WHAT YOU HAVE TO DO
Every line in the data below that holds "SELECT" should be found and copied.

DATA FOR THIS EXERCISE
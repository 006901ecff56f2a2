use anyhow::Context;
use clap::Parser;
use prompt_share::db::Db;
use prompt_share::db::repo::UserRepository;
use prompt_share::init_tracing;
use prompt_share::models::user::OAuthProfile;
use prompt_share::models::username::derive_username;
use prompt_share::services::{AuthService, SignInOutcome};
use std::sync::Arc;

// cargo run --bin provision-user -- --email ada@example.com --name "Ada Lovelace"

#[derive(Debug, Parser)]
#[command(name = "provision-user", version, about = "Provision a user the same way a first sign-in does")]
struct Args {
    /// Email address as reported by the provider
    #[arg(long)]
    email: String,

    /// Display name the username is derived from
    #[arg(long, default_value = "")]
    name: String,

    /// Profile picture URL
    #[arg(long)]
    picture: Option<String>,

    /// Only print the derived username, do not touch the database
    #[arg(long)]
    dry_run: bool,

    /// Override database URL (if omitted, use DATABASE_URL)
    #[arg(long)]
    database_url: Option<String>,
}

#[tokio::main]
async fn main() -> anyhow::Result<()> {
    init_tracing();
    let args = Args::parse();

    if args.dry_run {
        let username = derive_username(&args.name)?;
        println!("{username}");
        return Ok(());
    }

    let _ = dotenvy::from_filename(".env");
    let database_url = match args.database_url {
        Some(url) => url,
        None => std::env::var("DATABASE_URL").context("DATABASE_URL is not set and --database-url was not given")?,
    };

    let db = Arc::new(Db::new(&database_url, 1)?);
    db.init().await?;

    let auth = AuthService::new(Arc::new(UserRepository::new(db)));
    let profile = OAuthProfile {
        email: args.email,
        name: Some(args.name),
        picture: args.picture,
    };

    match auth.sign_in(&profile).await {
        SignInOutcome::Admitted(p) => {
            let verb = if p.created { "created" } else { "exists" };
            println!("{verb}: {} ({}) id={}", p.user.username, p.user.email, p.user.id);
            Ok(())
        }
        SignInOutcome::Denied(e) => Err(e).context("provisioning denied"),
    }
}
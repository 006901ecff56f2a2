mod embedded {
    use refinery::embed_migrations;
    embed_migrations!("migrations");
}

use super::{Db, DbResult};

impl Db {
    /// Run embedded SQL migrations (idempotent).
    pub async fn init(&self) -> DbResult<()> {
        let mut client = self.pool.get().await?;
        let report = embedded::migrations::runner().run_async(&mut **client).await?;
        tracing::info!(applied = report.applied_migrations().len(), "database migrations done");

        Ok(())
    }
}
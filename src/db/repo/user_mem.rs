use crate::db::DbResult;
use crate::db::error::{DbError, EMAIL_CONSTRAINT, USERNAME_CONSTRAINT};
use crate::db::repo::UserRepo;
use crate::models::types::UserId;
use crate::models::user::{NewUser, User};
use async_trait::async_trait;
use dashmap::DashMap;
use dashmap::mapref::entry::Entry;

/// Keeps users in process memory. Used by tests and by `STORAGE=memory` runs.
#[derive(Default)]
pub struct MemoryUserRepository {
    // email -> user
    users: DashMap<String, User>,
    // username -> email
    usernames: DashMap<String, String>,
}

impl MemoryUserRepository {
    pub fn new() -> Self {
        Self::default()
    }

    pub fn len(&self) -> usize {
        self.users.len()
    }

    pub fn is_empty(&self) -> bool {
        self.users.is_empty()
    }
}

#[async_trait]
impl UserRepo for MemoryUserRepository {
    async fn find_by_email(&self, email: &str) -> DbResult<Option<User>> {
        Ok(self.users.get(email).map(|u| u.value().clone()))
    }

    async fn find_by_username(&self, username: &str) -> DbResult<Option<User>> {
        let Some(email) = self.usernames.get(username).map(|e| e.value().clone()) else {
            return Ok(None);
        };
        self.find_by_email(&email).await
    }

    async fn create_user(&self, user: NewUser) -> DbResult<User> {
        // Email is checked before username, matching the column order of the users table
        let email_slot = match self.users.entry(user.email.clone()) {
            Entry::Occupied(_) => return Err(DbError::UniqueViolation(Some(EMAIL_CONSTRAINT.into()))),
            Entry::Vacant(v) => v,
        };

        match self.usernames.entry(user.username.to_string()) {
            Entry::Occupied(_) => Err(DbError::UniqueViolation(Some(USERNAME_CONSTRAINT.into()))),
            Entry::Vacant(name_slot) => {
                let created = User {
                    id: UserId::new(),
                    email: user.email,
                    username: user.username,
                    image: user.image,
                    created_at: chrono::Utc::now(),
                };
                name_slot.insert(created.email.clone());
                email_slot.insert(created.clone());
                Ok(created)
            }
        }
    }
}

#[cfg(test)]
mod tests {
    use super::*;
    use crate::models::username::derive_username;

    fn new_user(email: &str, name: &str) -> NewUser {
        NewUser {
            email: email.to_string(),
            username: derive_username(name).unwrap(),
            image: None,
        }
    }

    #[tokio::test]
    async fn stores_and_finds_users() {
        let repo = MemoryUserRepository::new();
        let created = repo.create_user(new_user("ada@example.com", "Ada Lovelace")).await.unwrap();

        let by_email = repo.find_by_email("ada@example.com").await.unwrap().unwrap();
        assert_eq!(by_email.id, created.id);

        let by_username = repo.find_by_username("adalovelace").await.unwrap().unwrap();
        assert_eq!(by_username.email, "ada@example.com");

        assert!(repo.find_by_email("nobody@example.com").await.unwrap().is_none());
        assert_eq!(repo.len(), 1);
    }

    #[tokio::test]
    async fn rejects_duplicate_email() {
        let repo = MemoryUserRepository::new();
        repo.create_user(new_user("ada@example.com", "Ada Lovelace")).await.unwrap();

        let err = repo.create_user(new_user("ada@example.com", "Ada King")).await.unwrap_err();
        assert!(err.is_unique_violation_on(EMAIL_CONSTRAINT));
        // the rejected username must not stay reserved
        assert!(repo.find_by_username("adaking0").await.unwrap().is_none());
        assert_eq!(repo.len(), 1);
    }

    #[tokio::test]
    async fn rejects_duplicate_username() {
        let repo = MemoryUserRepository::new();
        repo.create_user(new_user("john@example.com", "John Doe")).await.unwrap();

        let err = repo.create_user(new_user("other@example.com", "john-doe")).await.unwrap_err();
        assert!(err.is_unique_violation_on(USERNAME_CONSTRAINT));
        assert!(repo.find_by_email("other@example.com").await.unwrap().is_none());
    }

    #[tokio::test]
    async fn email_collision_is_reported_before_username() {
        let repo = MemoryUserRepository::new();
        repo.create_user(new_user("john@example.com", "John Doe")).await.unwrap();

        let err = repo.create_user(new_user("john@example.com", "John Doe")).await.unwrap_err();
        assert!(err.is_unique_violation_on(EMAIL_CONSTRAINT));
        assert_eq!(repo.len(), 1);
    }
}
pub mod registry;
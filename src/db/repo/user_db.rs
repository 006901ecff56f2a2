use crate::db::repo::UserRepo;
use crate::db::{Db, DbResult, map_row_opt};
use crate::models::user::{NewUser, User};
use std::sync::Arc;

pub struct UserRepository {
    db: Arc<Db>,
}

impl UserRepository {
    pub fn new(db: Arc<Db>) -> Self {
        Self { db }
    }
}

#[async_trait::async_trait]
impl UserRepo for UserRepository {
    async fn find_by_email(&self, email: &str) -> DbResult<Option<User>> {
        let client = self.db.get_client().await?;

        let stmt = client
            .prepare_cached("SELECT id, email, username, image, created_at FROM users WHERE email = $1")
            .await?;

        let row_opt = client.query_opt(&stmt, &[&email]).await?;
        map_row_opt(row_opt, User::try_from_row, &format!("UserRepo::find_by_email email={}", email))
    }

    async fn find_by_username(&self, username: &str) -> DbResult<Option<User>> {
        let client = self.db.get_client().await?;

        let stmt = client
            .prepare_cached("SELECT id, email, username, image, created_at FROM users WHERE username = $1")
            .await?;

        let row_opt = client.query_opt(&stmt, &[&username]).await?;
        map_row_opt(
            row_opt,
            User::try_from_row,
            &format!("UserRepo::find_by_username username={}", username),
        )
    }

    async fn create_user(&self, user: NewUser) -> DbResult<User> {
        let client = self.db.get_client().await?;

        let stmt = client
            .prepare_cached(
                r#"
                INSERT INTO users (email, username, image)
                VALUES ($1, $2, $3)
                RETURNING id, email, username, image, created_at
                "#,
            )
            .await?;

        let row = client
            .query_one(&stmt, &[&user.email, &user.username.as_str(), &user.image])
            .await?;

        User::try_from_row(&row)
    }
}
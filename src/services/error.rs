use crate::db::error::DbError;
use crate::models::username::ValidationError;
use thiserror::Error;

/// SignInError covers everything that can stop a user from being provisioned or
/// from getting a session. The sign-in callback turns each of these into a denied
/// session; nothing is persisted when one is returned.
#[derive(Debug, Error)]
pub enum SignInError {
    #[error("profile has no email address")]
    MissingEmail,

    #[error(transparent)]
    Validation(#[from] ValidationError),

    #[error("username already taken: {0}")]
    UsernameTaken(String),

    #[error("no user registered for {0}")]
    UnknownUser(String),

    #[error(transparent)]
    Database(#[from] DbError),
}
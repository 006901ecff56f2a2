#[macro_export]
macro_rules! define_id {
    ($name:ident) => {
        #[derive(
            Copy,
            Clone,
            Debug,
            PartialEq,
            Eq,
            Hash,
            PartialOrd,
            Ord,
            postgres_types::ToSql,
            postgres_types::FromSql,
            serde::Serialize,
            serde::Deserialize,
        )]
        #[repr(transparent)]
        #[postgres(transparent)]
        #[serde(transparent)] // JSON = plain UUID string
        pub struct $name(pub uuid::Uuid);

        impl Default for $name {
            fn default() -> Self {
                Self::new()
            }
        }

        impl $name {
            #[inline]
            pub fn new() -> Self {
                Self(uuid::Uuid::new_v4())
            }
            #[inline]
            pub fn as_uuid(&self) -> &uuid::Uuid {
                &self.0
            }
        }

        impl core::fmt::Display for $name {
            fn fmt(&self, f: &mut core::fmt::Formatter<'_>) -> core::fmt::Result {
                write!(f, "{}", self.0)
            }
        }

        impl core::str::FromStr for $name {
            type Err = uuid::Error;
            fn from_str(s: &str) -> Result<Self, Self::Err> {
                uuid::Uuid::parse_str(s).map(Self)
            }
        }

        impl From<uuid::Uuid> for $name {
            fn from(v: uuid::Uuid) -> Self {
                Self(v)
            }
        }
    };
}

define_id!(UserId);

EXPECTED OUTPUT
            .prepare_cached("SELECT id, email, username, image, created_at FROM users WHERE email = $1")
            .prepare_cached("SELECT id, email, username, image, created_at FROM users WHERE username = $1")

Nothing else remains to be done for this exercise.